Uno.

4.2K 121 51
                                    

Mise una mano in tasca, camminando il più lentamente possibile mentre l'altra cercava di allargare il nodo troppo stretto della cravatta legata al collo. Nemmeno lui sapeva perché aveva deciso di vestirsi da pinguino, quell'abito lo stava soffocando.

Salutò con un cenno della testa qualche presente che aveva riconosciuto e si sedette in una delle sedie più lontane dall'altare.
Portò le braccia al petto, il viso non trapelava nessuna emozione, solo finta indifferenza. Gli occhi erano volutamente coperti da un paio di occhiali neri marcati come sempre da profonde occhiaie violacee.

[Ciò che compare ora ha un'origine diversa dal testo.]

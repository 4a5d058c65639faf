// SPDX-License-Identifier: Apache-2.0

mod audit_log;

pub use audit_log::{
    AuditLogEntry, MonitoredResource, ProtoPayload, ResourceLabels, AUTOPILOT_INSTANCE_PREFIX,
    COMPUTE_SERVICE_NAME, INSTANCE_INSERT_METHOD,
};

use crate::config::ServerConfig;
use crate::instances::InstanceApi;
use crate::retry::RetryPolicy;
use axum::routing::{get, post};
use axum::Router;
use node_validator_core::{Instance, InstanceValidator, LABEL_CAST_CLUSTER_ID, LABEL_CAST_MANAGED_BY};
use std::sync::Arc;
use std::time::Duration;
use tracing::info;

/// Which instances the webhook acts on, and how.
#[derive(Debug, Clone)]
pub struct WebhookPolicy {
    pub project_id: String,
    pub cluster_ids: Vec<String>,
    pub delete_invalid: bool,
    pub validation_timeout: Duration,
}

impl WebhookPolicy {
    #[must_use]
    pub fn from_config(cfg: &ServerConfig) -> Self {
        Self {
            project_id: cfg.project_id.clone(),
            cluster_ids: cfg.cluster_ids.clone(),
            delete_invalid: cfg.delete_invalid,
            validation_timeout: cfg.validation_timeout,
        }
    }

    /// Only CAST-managed instances are validated, optionally narrowed to a set of
    /// cluster ids.
    #[must_use]
    pub fn considers(&self, instance: &Instance) -> bool {
        if instance.label(LABEL_CAST_MANAGED_BY).is_none() {
            info!(instance_name = %instance.name, "instance is not managed by CAST, skip instance");
            return false;
        }
        if self.cluster_ids.is_empty() {
            return true;
        }
        match instance.label(LABEL_CAST_CLUSTER_ID) {
            None => {
                info!(instance_name = %instance.name, "missing CAST cluster id, skip instance");
                false
            }
            Some(id) if !self.cluster_ids.iter().any(|c| c == id) => {
                info!(
                    instance_name = %instance.name,
                    cast_cluster_id = id,
                    "instance not part of monitored clusters, skip instance"
                );
                false
            }
            Some(_) => true,
        }
    }
}

#[derive(Clone)]
pub struct AppState {
    pub(crate) policy: Arc<WebhookPolicy>,
    pub(crate) validator: Arc<InstanceValidator>,
    pub(crate) instances: Arc<dyn InstanceApi>,
    pub(crate) retry: RetryPolicy,
}

impl AppState {
    #[must_use]
    pub fn new(
        policy: WebhookPolicy,
        validator: InstanceValidator,
        instances: Arc<dyn InstanceApi>,
    ) -> Self {
        Self {
            policy: Arc::new(policy),
            validator: Arc::new(validator),
            instances,
            retry: RetryPolicy::default(),
        }
    }

    #[must_use]
    pub fn with_retry(mut self, retry: RetryPolicy) -> Self {
        self.retry = retry;
        self
    }
}

async fn healthz_handler() -> &'static str {
    "ok"
}

pub fn build_router(state: AppState) -> Router {
    Router::new()
        .route("/", post(audit_log::audit_log_handler))
        .route("/healthz", get(healthz_handler))
        .with_state(state)
}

Quando tutti i presenti girarono la testa verso l'entrata della villa, lo vide.
Era bellissimo, sembrava un principe.
Si limitò ad abbassare lo sguardo e a non fare caso alla sua camminata verso l'altare dove non c'era di certo lui ad aspettarlo.

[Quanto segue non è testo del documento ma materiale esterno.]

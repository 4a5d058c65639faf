// SPDX-License-Identifier: Apache-2.0

//! Redaction of per-node secrets before a script is compared with the whitelist.
//!
//! Rules run in registration order and each sees the output of the previous one. The
//! built-in rules mask values that legitimately differ between nodes (API keys, cluster
//! and node ids, per-node log URLs) so that a static whitelist can carry the masked form.
//!
//! The quoted-value rules are greedy: on a single line they consume everything up to the
//! last `"`, including any commands placed between two quoted values.

use regex::{NoExpand, Regex};
use std::sync::LazyLock;

const BUILTIN_RULE_SPECS: &[(&str, &str)] = &[
    (r#"CASTAI_API_KEY=".+""#, "CASTAI_API_KEY=****"),
    (r#"CASTAI_CLUSTER_ID=".+""#, "CASTAI_CLUSTER_ID=****"),
    (r#"CASTAI_NODE_ID=".+""#, "CASTAI_NODE_ID=****"),
    (r#"-H "X-Api-Key: .+?""#, r#"-H "X-Api-Key: ****""#),
    (
        r"https://.+?/v1/kubernetes/external-clusters/.+?/nodes/.+?/logs",
        "https://****/v1/kubernetes/external-clusters/****/nodes/****/logs",
    ),
];

static BUILTIN_RULES: LazyLock<Vec<RedactionRule>> = LazyLock::new(|| {
    BUILTIN_RULE_SPECS
        .iter()
        .map(|(pattern, replacement)| {
            RedactionRule::new(pattern, *replacement).expect("builtin redaction pattern")
        })
        .collect()
});

/// A single global pattern replacement. The replacement is inserted literally.
#[derive(Debug, Clone)]
pub struct RedactionRule {
    pattern: Regex,
    replacement: String,
}

impl RedactionRule {
    pub fn new(pattern: &str, replacement: impl Into<String>) -> Result<Self, regex::Error> {
        Ok(Self {
            pattern: Regex::new(pattern)?,
            replacement: replacement.into(),
        })
    }

    #[must_use]
    pub fn pattern(&self) -> &str {
        self.pattern.as_str()
    }

    #[must_use]
    pub fn apply(&self, script: &str) -> String {
        self.pattern
            .replace_all(script, NoExpand(&self.replacement))
            .into_owned()
    }
}

#[derive(Debug, Clone, Default)]
pub struct PreprocessorChain {
    rules: Vec<RedactionRule>,
}

impl PreprocessorChain {
    /// Chain with no rules; `apply` returns its input unchanged.
    #[must_use]
    pub fn empty() -> Self {
        Self::default()
    }

    #[must_use]
    pub fn builtin() -> Self {
        Self {
            rules: BUILTIN_RULES.clone(),
        }
    }

    #[must_use]
    pub fn with_rule(mut self, rule: RedactionRule) -> Self {
        self.rules.push(rule);
        self
    }

    #[must_use]
    pub fn rules(&self) -> &[RedactionRule] {
        &self.rules
    }

    #[must_use]
    pub fn apply(&self, script: &str) -> String {
        self.rules
            .iter()
            .fold(script.to_string(), |acc, rule| rule.apply(&acc))
    }
}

I ricci si mossero leggermente non appena la sua testa si girò completamente verso di lui, i suoi occhi sembravano felici, forse troppo.Gli rivolse un occhiolino continuando a sorridere per poi voltarsi nuovamente verso il prete.

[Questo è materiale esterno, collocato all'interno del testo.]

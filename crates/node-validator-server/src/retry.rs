// SPDX-License-Identifier: Apache-2.0

use node_validator_core::ValidatorError;
use std::future::Future;
use std::time::Duration;
use tokio::time::Instant;
use tracing::warn;

/// Constant-delay retry bounded by both an attempt count and total elapsed time.
#[derive(Debug, Clone, PartialEq, Eq)]
pub struct RetryPolicy {
    pub max_attempts: usize,
    pub backoff: Duration,
    pub max_elapsed: Duration,
}

impl Default for RetryPolicy {
    fn default() -> Self {
        Self {
            max_attempts: 15,
            backoff: Duration::from_secs(4),
            max_elapsed: Duration::from_secs(60),
        }
    }
}

/// Run `op` until it succeeds, fails with a non-retryable error, or the policy is
/// exhausted. The last error is returned.
pub async fn retry_async<T, F, Fut>(
    policy: &RetryPolicy,
    what: &'static str,
    mut op: F,
) -> Result<T, ValidatorError>
where
    F: FnMut() -> Fut,
    Fut: Future<Output = Result<T, ValidatorError>>,
{
    let started = Instant::now();
    let mut attempt = 0;
    loop {
        attempt += 1;
        let err = match op().await {
            Ok(v) => return Ok(v),
            Err(err) => err,
        };
        let out_of_time = started.elapsed() + policy.backoff > policy.max_elapsed;
        if !err.is_retryable() || attempt >= policy.max_attempts || out_of_time {
            return Err(err);
        }
        warn!(attempt, error = %err, "{what} failed, retrying");
        tokio::time::sleep(policy.backoff).await;
    }
}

Era teso, si poteva percepire.
Però era felice.
E a lui bastava.

Non aveva seguito nemmeno una parola pronunciata dal sacerdote, era rimasto nella medesima posizione per tutta la durata del suo discorso, odiava i matrimoni.
Odiava i matrimoni all'aperto.
Odiava quel dannato matrimonio.

«Sì, lo voglio.» disse sicuro, la voce non gli era sembrata nemmeno un po' titubante.

Al contrario il suo cuore perse un battito, o forse, anche due. Si portò una mano sul cuore, improvvisamente sembrava che volesse uscirgli dal petto mentre batteva all'impazzata, tanto da fargli male.
Abbassò la testa, respirando più veloce del solito per tentare di calmare il suo corpo che stava per cedere.
Si passò il dito sotto l'occhio per evitare che la prima lacrima scendesse lungo il suo viso e riportò lo sguardo avanti concentrandosi sulla cerimonia.
'Non adesso' si ripeteva stringendo i pugni fino a far diventare le nocche bianche.

La testa aveva iniziato a pulsare, le gambe sembravano esser fatte di plastellina quando il bacio tra i due sposi fu accolto dai sorrisi di tutti i presenti, accompagnati da qualche lacrima di commozione e da commenti fin troppo azzardati.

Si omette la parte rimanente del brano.